Sci Rep. 2025 Jul 1;15(1):20523. doi: 10.1038/s41598-025-06385-z.
With the intensification of global climate change and increasing anthropogenic pressures, effective water resource management has become a critical challenge for sustainable development. Small watershed cascade reservoirs must balance multiple competing objectives, including flood control, hydropower generation, and water supply for ecological, agricultural, and industrial uses. This study develops a many-objective optimization scheduling model for cascade reservoirs in the Lushui River Basin and proposes a constrained many-objective evolutionary multitasking optimization algorithm (EMCMOA) to solve it. The algorithm incorporates a dual-task structure with dynamic knowledge transfer to improve search efficiency and solution quality. Experimental results show that EMCMOA outperforms several state-of-the-art algorithms on benchmarks and real-world scenarios, achieving up to 15.7% improvement in IGD and 12.6% increase in HV. Furthermore, EMCMOA demonstrates strong adaptability to varying hydrological conditions, providing reliable and adaptive scheduling strategies. These results highlight its capability to support flexible, many-objective trade-offs in real-world water resource management.

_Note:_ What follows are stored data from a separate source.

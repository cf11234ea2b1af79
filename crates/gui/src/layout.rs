//! Geometry shared by the host controller and the UI surface.
//!
//! The UI measures the content container in CSS pixels and pushes the
//! rectangle to the host, which rounds it before positioning the native
//! content view. Until the first measurement arrives the host falls back to a
//! rectangle derived from fixed chrome dimensions.

use serde::{Deserialize, Serialize};

use crate::events::HostCommand;

/// Rectangle reserved for web content, as measured by the UI.
#[derive(Debug, Clone, Copy, PartialEq, Serialize, Deserialize)]
pub struct LayoutRect {
    pub x: f64,
    pub y: f64,
    pub width: f64,
    pub height: f64,
}

impl LayoutRect {
    pub fn new(x: f64, y: f64, width: f64, height: f64) -> Self {
        Self {
            x,
            y,
            width,
            height,
        }
    }

    /// Round every coordinate to the nearest integer pixel.
    pub fn rounded(&self) -> PixelRect {
        PixelRect {
            x: self.x.round() as i32,
            y: self.y.round() as i32,
            width: self.width.round().max(0.0) as u32,
            height: self.height.round().max(0.0) as u32,
        }
    }
}

/// Integer rectangle actually applied to the content view.
#[derive(Debug, Clone, Copy, PartialEq, Eq, Serialize, Deserialize)]
pub struct PixelRect {
    pub x: i32,
    pub y: i32,
    pub width: u32,
    pub height: u32,
}

/// Fixed chrome dimensions used for the fallback layout.
#[derive(Debug, Clone, Copy, PartialEq, Serialize, Deserialize)]
#[serde(default)]
pub struct ChromeGeometry {
    pub sidebar_width: f64,
    pub titlebar_height: f64,
    pub navbar_height: f64,
}

impl Default for ChromeGeometry {
    fn default() -> Self {
        Self {
            sidebar_width: 380.0,
            titlebar_height: 46.0,
            navbar_height: 52.0,
        }
    }
}

impl ChromeGeometry {
    pub fn top_offset(&self) -> f64 {
        self.titlebar_height + self.navbar_height
    }

    /// Content rectangle for a window of the given logical size.
    pub fn fallback_rect(&self, window_width: f64, window_height: f64) -> LayoutRect {
        let top = self.top_offset();
        LayoutRect {
            x: 0.0,
            y: top,
            width: (window_width - self.sidebar_width).max(0.0),
            height: (window_height - top).max(0.0),
        }
    }
}

/// UI-side resize observation: every change of the measured container
/// produces exactly one `UpdateLayout` command.
#[derive(Debug, Clone, Default)]
pub struct LayoutSync {
    last: Option<LayoutRect>,
}

impl LayoutSync {
    pub fn new() -> Self {
        Self::default()
    }

    pub fn observe(&mut self, rect: LayoutRect) -> Option<HostCommand> {
        if self.last == Some(rect) {
            return None;
        }
        self.last = Some(rect);
        Some(HostCommand::UpdateLayout(rect))
    }

    pub fn last(&self) -> Option<LayoutRect> {
        self.last
    }
}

随着全球气候变化的加剧和人为压力的增加,有效的水资源管理已成为可持续发展的一项关键挑战。小流域梯级水库必须平衡多个相互竞争的目标,包括防洪、水力发电以及为生态、农业和工业用途供水。本研究开发了泸水河流域梯级水库的多目标优化调度模型,并提出了一种约束多目标进化多任务优化算法(EMCMOA)来求解该模型。该算法采用具有动态知识转移的双任务结构,以提高搜索效率和解决方案质量。实验结果表明,EMCMOA在基准测试和实际场景中优于几种先进算法,在IGD上提高了15.7%,在HV上提高了12.6%。此外,EMCMOA对不同水文条件具有很强的适应性,提供了可靠且自适应的调度策略。这些结果凸显了其在实际水资源管理中支持灵活的多目标权衡的能力。